WORK REQUEST: Take each line from the entries that holds "bool" and copy it out.

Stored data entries
####

//! Renderer trait abstraction.

use crate::surface::Surface;
use pdfmark_core::{AnnotationScene, EditorError};
use peniko::Color;
use thiserror::Error;

/// Renderer errors.
#[derive(Debug, Clone, PartialEq, Eq, Error)]
pub enum RendererError {
    #[error("surface size mismatch: page {page:?}, scene {scene:?}")]
    DimensionMismatch { page: (u32, u32), scene: (u32, u32) },
    #[error("Encode failed: {0}")]
    Encode(String),
}

impl From<RendererError> for EditorError {
    fn from(error: RendererError) -> Self {
        EditorError::Render(error.to_string())
    }
}

/// Result type for renderer operations.
pub type RenderResult<T> = Result<T, RendererError>;

/// Context for drawing the annotation overlay once.
pub struct RenderContext<'a> {
    /// The scene to draw.
    pub scene: &'a AnnotationScene,
    /// Overlay size in pixels; always the page raster's size.
    pub size: (u32, u32),
    /// Transform handle border and anchor stroke.
    pub handle_color: Color,
    /// Anchor square side.
    pub anchor_size: f64,
    /// Distance from the top edge to the rotate anchor.
    pub rotate_offset: f64,
    /// Whether to draw the transform handle at all.
    pub show_handles: bool,
}

impl<'a> RenderContext<'a> {
    /// Create a context using the scene's handle configuration.
    pub fn new(scene: &'a AnnotationScene, size: (u32, u32)) -> Self {
        let config = scene.config();
        Self {
            scene,
            size,
            handle_color: config.handle_color.into(),
            anchor_size: config.anchor_size,
            rotate_offset: config.rotate_handle_offset,
            show_handles: true,
        }
    }

    /// Draw or suppress the transform handle.
    pub fn with_handles(mut self, show: bool) -> Self {
        self.show_handles = show;
        self
    }
}

/// Trait for overlay rendering backends.
pub trait Renderer {
    /// Redraw `target` from scratch for the given context.
    ///
    /// `target` is resized to `ctx.size` first if needed.
    fn render(&mut self, ctx: &RenderContext, target: &mut Surface);
}
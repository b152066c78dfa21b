//! Error taxonomy for the editor.
//!
//! Every variant is recoverable: the session reports it and stays usable.

use std::fmt;
use thiserror::Error;

/// Errors surfaced by editor operations.
#[derive(Debug, Clone, PartialEq, Error)]
pub enum EditorError {
    /// The PDF document could not be decoded or loaded.
    #[error("Error loading PDF: {0}")]
    Load(String),
    /// A user-supplied image file could not be decoded.
    #[error("Could not load image {name}: {reason}")]
    Decode { name: String, reason: String },
    /// An operation was attempted before the editor had what it needs.
    #[error("PDF not loaded or something went wrong: {0}")]
    NotReady(NotReadyReason),
    /// Page navigation outside `[1, page_count]`.
    #[error("page {page} out of range (page_count={page_count})")]
    PageOutOfRange { page: u32, page_count: u32 },
    /// The overlay could not be flattened or encoded.
    #[error("Render failed: {0}")]
    Render(String),
    /// Upload or export request failed.
    #[error(transparent)]
    Network(#[from] NetworkError),
}

/// Result type for editor operations.
pub type EditorResult<T> = Result<T, EditorError>;

/// What was missing when an operation reported [`EditorError::NotReady`].
#[derive(Debug, Clone, Copy, PartialEq, Eq)]
pub enum NotReadyReason {
    /// No document has been loaded.
    NoDocument,
    /// No page has been rendered yet, so there is no stage to capture.
    NoStage,
    /// The document has no export filename.
    NoFilename,
}

impl fmt::Display for NotReadyReason {
    fn fmt(&self, f: &mut fmt::Formatter<'_>) -> fmt::Result {
        match self {
            NotReadyReason::NoDocument => write!(f, "no document loaded"),
            NotReadyReason::NoStage => write!(f, "no page rendered"),
            NotReadyReason::NoFilename => write!(f, "missing filename"),
        }
    }
}

/// A failed round-trip to the upload or export collaborator.
#[derive(Debug, Clone, PartialEq, Eq, Error)]
#[error("{message}")]
pub struct NetworkError {
    /// HTTP status when the server answered at all.
    pub status: Option<u16>,
    /// Server-provided message when available, a generic one otherwise.
    pub message: String,
}

impl NetworkError {
    /// Error for a non-success HTTP status, preferring the server's message.
    pub fn from_status(status: u16, server_message: Option<String>) -> Self {
        let message = server_message
            .filter(|m| !m.trim().is_empty())
            .unwrap_or_else(|| format!("HTTP error! status: {}", status));
        Self {
            status: Some(status),
            message,
        }
    }

    /// Error for a request that never produced a response.
    pub fn transport(message: impl Into<String>) -> Self {
        Self {
            status: None,
            message: message.into(),
        }
    }

    /// Error for a response that arrived but could not be used.
    pub fn invalid_response(message: impl Into<String>) -> Self {
        Self {
            status: None,
            message: message.into(),
        }
    }
}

####

RESPONSE TO THIS EXERCISE:
    pub show_handles: bool,
    pub fn with_handles(mut self, show: bool) -> Self {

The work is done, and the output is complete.